Extracted records:
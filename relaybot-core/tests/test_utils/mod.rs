// File: relaybot-core/tests/test_utils/mod.rs
#![allow(dead_code)]

use std::any::Any;
use std::collections::HashMap;
use std::sync::{Arc, Mutex};
use std::sync::atomic::{AtomicI64, AtomicUsize, Ordering};
use async_trait::async_trait;
use chrono::Utc;
use serde_json::Value;

use relaybot_common::models::{
    BanphraseRecord, Channel, CommandDefinition, CommandExecutionRecord, ErrorRecord, FilterRecord, LogEntry,
    NewFilter, Platform, User,
};
use relaybot_common::traits::chat_traits::{ChatPlatform, DataPropertyStore, UserDirectory};
use relaybot_common::traits::repository_traits::{BanphraseRepository, CommandRepository, FilterRepository};
use relaybot_common::traits::sink_traits::LogSink;
use relaybot_common::traits::transaction_traits::{CommandTransaction, TransactionProvider};
use relaybot_core::config::BotConfig;
use relaybot_core::http::{BanphraseData, ModerationApi, ModerationError, ModerationVerdict};
use relaybot_core::services::banphrase::PredicateTable;
use relaybot_core::services::command::{CommandHandler, Dispatcher, HandlerTable, Invocation, InvocationOptions};
use relaybot_core::services::metrics::CounterMetrics;
use relaybot_core::services::{BanphraseEngine, CommandRegistry, CooldownManager, FilterRegistry};
use relaybot_core::Error;

/// Filters kept in a vector, ids handed out in insertion order.
#[derive(Default)]
pub struct MemoryFilterRepository {
    pub rows: Mutex<Vec<FilterRecord>>,
    next_id: AtomicI64,
}

impl MemoryFilterRepository {
    pub fn new() -> Self {
        Self { rows: Mutex::new(Vec::new()), next_id: AtomicI64::new(1) }
    }

    pub fn row(&self, filter_id: i64) -> Option<FilterRecord> {
        self.rows.lock().unwrap().iter().find(|r| r.filter_id == filter_id).cloned()
    }

    /// Edits a stored row behind the registry's back.
    pub fn update(&self, filter_id: i64, edit: impl FnOnce(&mut FilterRecord)) {
        let mut rows = self.rows.lock().unwrap();
        if let Some(row) = rows.iter_mut().find(|r| r.filter_id == filter_id) {
            edit(row);
        }
    }
}

#[async_trait]
impl FilterRepository for MemoryFilterRepository {
    async fn list_active(&self) -> Result<Vec<FilterRecord>, Error> {
        Ok(self.rows.lock().unwrap().iter().filter(|r| r.active).cloned().collect())
    }

    async fn get_by_ids(&self, ids: &[i64]) -> Result<Vec<FilterRecord>, Error> {
        Ok(self.rows.lock().unwrap().iter().filter(|r| ids.contains(&r.filter_id)).cloned().collect())
    }

    async fn create(&self, filter: &NewFilter) -> Result<FilterRecord, Error> {
        let filter_type = filter.filter_type.ok_or_else(|| Error::Parse("Filter type is required".into()))?;
        let record = FilterRecord {
            filter_id: self.next_id.fetch_add(1, Ordering::SeqCst),
            filter_type: filter_type.to_string(),
            user_id: filter.user,
            channel_id: filter.channel,
            command: filter.command.clone(),
            invocation: filter.invocation.clone(),
            platform: filter.platform.map(|p| p.to_string()),
            data: filter.data.clone(),
            response: filter.response.to_string(),
            reason: filter.reason.clone(),
            active: true,
            blocked_user_id: filter.blocked_user,
            issued_by: filter.issued_by,
            created_at: Utc::now(),
        };
        self.rows.lock().unwrap().push(record.clone());
        Ok(record)
    }

    async fn set_active(&self, filter_id: i64, active: bool) -> Result<(), Error> {
        let mut rows = self.rows.lock().unwrap();
        let row = rows
            .iter_mut()
            .find(|r| r.filter_id == filter_id)
            .ok_or_else(|| Error::NotFound(format!("Filter {} does not exist", filter_id)))?;
        row.active = active;
        Ok(())
    }

    async fn set_reason(&self, filter_id: i64, reason: Option<&str>) -> Result<(), Error> {
        let mut rows = self.rows.lock().unwrap();
        let row = rows
            .iter_mut()
            .find(|r| r.filter_id == filter_id)
            .ok_or_else(|| Error::NotFound(format!("Filter {} does not exist", filter_id)))?;
        row.reason = reason.map(str::to_string);
        Ok(())
    }
}

#[derive(Default)]
pub struct MemoryBanphraseRepository {
    pub rows: Mutex<Vec<BanphraseRecord>>,
}

#[async_trait]
impl BanphraseRepository for MemoryBanphraseRepository {
    async fn list_active(&self) -> Result<Vec<BanphraseRecord>, Error> {
        Ok(self.rows.lock().unwrap().iter().filter(|r| r.active).cloned().collect())
    }

    async fn get_by_ids(&self, ids: &[i64]) -> Result<Vec<BanphraseRecord>, Error> {
        Ok(self.rows.lock().unwrap().iter().filter(|r| ids.contains(&r.banphrase_id)).cloned().collect())
    }

    async fn set_active(&self, banphrase_id: i64, active: bool) -> Result<(), Error> {
        let mut rows = self.rows.lock().unwrap();
        let row = rows
            .iter_mut()
            .find(|r| r.banphrase_id == banphrase_id)
            .ok_or_else(|| Error::NotFound(format!("Banphrase {} does not exist", banphrase_id)))?;
        row.active = active;
        Ok(())
    }
}

#[derive(Default)]
pub struct MemoryCommandRepository {
    pub definitions: Mutex<Vec<CommandDefinition>>,
}

#[async_trait]
impl CommandRepository for MemoryCommandRepository {
    async fn list_definitions(&self) -> Result<Vec<CommandDefinition>, Error> {
        Ok(self.definitions.lock().unwrap().clone())
    }

    async fn get_definition(&self, name: &str) -> Result<Option<CommandDefinition>, Error> {
        Ok(self.definitions.lock().unwrap().iter().find(|d| d.name.eq_ignore_ascii_case(name)).cloned())
    }
}

/// Records every private message it is asked to send.
#[derive(Default)]
pub struct TestPlatform {
    pub sent_pms: Mutex<Vec<(String, String)>>,
}

#[async_trait]
impl ChatPlatform for TestPlatform {
    fn platform(&self) -> Platform {
        Platform::Twitch
    }

    async fn pm(&self, text: &str, user: &User) -> Result<(), Error> {
        self.sent_pms.lock().unwrap().push((user.name.clone(), text.to_string()));
        Ok(())
    }

    fn create_user_mention(&self, user: &User) -> String {
        format!("@{}", user.name)
    }

    async fn is_user_channel_owner(&self, _channel: &Channel, _user: &User) -> Result<bool, Error> {
        Ok(false)
    }
}

#[derive(Default)]
pub struct MemoryProperties {
    pub channel: Mutex<HashMap<(i64, String), Value>>,
    pub user: Mutex<HashMap<(i64, String), Value>>,
}

#[async_trait]
impl DataPropertyStore for MemoryProperties {
    async fn channel_property(&self, channel: &Channel, name: &str) -> Result<Option<Value>, Error> {
        Ok(self.channel.lock().unwrap().get(&(channel.channel_id, name.to_string())).cloned())
    }

    async fn user_property(&self, user: &User, name: &str) -> Result<Option<Value>, Error> {
        Ok(self.user.lock().unwrap().get(&(user.user_id, name.to_string())).cloned())
    }
}

#[derive(Default)]
pub struct MemoryUsers {
    pub users: Mutex<Vec<User>>,
}

impl MemoryUsers {
    pub fn add(&self, user: User) {
        self.users.lock().unwrap().push(user);
    }
}

#[async_trait]
impl UserDirectory for MemoryUsers {
    async fn get_by_id(&self, user_id: i64) -> Result<Option<User>, Error> {
        Ok(self.users.lock().unwrap().iter().find(|u| u.user_id == user_id).cloned())
    }

    async fn get_by_name(&self, name: &str) -> Result<Option<User>, Error> {
        Ok(self.users.lock().unwrap().iter().find(|u| u.name.eq_ignore_ascii_case(name)).cloned())
    }
}

#[derive(Default)]
pub struct RecordingLogSink {
    pub executions: Mutex<Vec<CommandExecutionRecord>>,
    pub errors: Mutex<Vec<ErrorRecord>>,
    pub entries: Mutex<Vec<LogEntry>>,
}

#[async_trait]
impl LogSink for RecordingLogSink {
    async fn log_command_execution(&self, record: CommandExecutionRecord) -> Result<(), Error> {
        self.executions.lock().unwrap().push(record);
        Ok(())
    }

    async fn log_error(&self, record: ErrorRecord) -> Result<(), Error> {
        self.errors.lock().unwrap().push(record);
        Ok(())
    }

    async fn log(&self, entry: LogEntry) -> Result<(), Error> {
        self.entries.lock().unwrap().push(entry);
        Ok(())
    }
}

/// Counts how transactions it opened were finished.
#[derive(Default)]
pub struct CountingTransactions {
    pub begun: AtomicUsize,
    pub committed: Arc<AtomicUsize>,
    pub rolled_back: Arc<AtomicUsize>,
}

struct CountingTransaction {
    committed: Arc<AtomicUsize>,
    rolled_back: Arc<AtomicUsize>,
}

#[async_trait]
impl CommandTransaction for CountingTransaction {
    async fn commit(self: Box<Self>) -> Result<(), Error> {
        self.committed.fetch_add(1, Ordering::SeqCst);
        Ok(())
    }

    async fn rollback(self: Box<Self>) -> Result<(), Error> {
        self.rolled_back.fetch_add(1, Ordering::SeqCst);
        Ok(())
    }

    fn as_any_mut(&mut self) -> &mut dyn Any {
        self
    }
}

#[async_trait]
impl TransactionProvider for CountingTransactions {
    async fn begin(&self) -> Result<Box<dyn CommandTransaction>, Error> {
        self.begun.fetch_add(1, Ordering::SeqCst);
        Ok(Box::new(CountingTransaction {
            committed: self.committed.clone(),
            rolled_back: self.rolled_back.clone(),
        }))
    }
}

/// What the fake moderation API answers with.
#[derive(Debug, Clone)]
pub enum ApiBehaviour {
    Allow,
    Ban(String),
    Timeout,
    Status(u16),
}

pub struct FakeModerationApi {
    pub behaviour: Mutex<ApiBehaviour>,
    pub calls: AtomicUsize,
}

impl FakeModerationApi {
    pub fn new(behaviour: ApiBehaviour) -> Self {
        Self { behaviour: Mutex::new(behaviour), calls: AtomicUsize::new(0) }
    }
}

#[async_trait]
impl ModerationApi for FakeModerationApi {
    async fn test_message(&self, _base_url: &str, _message: &str) -> Result<ModerationVerdict, ModerationError> {
        self.calls.fetch_add(1, Ordering::SeqCst);
        let behaviour = self.behaviour.lock().unwrap().clone();
        match behaviour {
            ApiBehaviour::Allow => Ok(ModerationVerdict { banned: false, banphrase_data: None }),
            ApiBehaviour::Ban(phrase) => Ok(ModerationVerdict {
                banned: true,
                banphrase_data: Some(BanphraseData { phrase: Some(phrase) }),
            }),
            ApiBehaviour::Timeout => Err(ModerationError::Timeout),
            ApiBehaviour::Status(code) => Err(ModerationError::Status(code)),
        }
    }
}

/// A dispatcher wired to in-memory collaborators, with handles on all of them.
pub struct Harness {
    pub dispatcher: Dispatcher,
    pub filter_repo: Arc<MemoryFilterRepository>,
    pub properties: Arc<MemoryProperties>,
    pub users: Arc<MemoryUsers>,
    pub platform: Arc<TestPlatform>,
    pub log_sink: Arc<RecordingLogSink>,
    pub metrics: Arc<CounterMetrics>,
    pub transactions: Arc<CountingTransactions>,
    pub api: Arc<FakeModerationApi>,
}

impl Harness {
    pub async fn new(commands: Vec<(CommandDefinition, Arc<dyn CommandHandler>)>) -> Self {
        Self::with_api(commands, ApiBehaviour::Allow).await
    }

    pub async fn with_api(commands: Vec<(CommandDefinition, Arc<dyn CommandHandler>)>, behaviour: ApiBehaviour) -> Self {
        let config = BotConfig::default();
        let filter_repo = Arc::new(MemoryFilterRepository::new());
        let properties = Arc::new(MemoryProperties::default());
        let users = Arc::new(MemoryUsers::default());
        let log_sink = Arc::new(RecordingLogSink::default());
        let metrics = Arc::new(CounterMetrics::new());
        let transactions = Arc::new(CountingTransactions::default());
        let api = Arc::new(FakeModerationApi::new(behaviour));

        let mut table = HandlerTable::new();
        let mut definitions = Vec::new();
        for (definition, handler) in commands {
            table.register(&definition.name, handler);
            definitions.push(definition);
        }
        let registry = CommandRegistry::new(table);
        registry.install(definitions).await;

        let filters = FilterRegistry::new()
            .with_repository(filter_repo.clone())
            .with_collaborators(users.clone(), properties.clone());
        let banphrases = BanphraseEngine::new(api.clone(), PredicateTable::with_builtins(), config.banphrase.clone())
            .with_log_sink(log_sink.clone());

        let dispatcher = Dispatcher::new(
            config.dispatcher.clone(),
            Arc::new(registry),
            Arc::new(filters),
            Arc::new(CooldownManager::new(&config.cooldown)),
            Arc::new(banphrases),
            properties.clone(),
            log_sink.clone(),
            metrics.clone(),
        )
        .with_transactions(transactions.clone());

        Self {
            dispatcher,
            filter_repo,
            properties,
            users,
            platform: Arc::new(TestPlatform::default()),
            log_sink,
            metrics,
            transactions,
            api,
        }
    }

    pub fn invocation(&self, identifier: &str, args: &[&str], user: &User, channel: Option<&Channel>) -> Invocation {
        Invocation {
            identifier: identifier.to_string(),
            args: args.iter().map(|a| a.to_string()).collect(),
            user: user.clone(),
            channel: channel.cloned(),
            platform: self.platform.clone(),
            options: InvocationOptions::default(),
        }
    }
}

/// Pairs a definition with its handler, coercing the handler to a trait object.
pub fn entry(definition: CommandDefinition, handler: Arc<dyn CommandHandler>) -> (CommandDefinition, Arc<dyn CommandHandler>) {
    (definition, handler)
}

pub fn test_channel() -> Channel {
    Channel::new(10, "forsen", Platform::Twitch)
}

TRY IT:
Take the lines from the start of the records through the line holding "use relaybot_core::services::banphrase::PredicateTable;", both included, and please print them exactly, with nothing else.

ANSWER:
filename relaybot-core/tests/test_utils/mod.rs
// File: relaybot-core/tests/test_utils/mod.rs
#![allow(dead_code)]

use std::any::Any;
use std::collections::HashMap;
use std::sync::{Arc, Mutex};
use std::sync::atomic::{AtomicI64, AtomicUsize, Ordering};
use async_trait::async_trait;
use chrono::Utc;
use serde_json::Value;

use relaybot_common::models::{
    BanphraseRecord, Channel, CommandDefinition, CommandExecutionRecord, ErrorRecord, FilterRecord, LogEntry,
    NewFilter, Platform, User,
};
use relaybot_common::traits::chat_traits::{ChatPlatform, DataPropertyStore, UserDirectory};
use relaybot_common::traits::repository_traits::{BanphraseRepository, CommandRepository, FilterRepository};
use relaybot_common::traits::sink_traits::LogSink;
use relaybot_common::traits::transaction_traits::{CommandTransaction, TransactionProvider};
use relaybot_core::config::BotConfig;
use relaybot_core::http::{BanphraseData, ModerationApi, ModerationError, ModerationVerdict};
use relaybot_core::services::banphrase::PredicateTable;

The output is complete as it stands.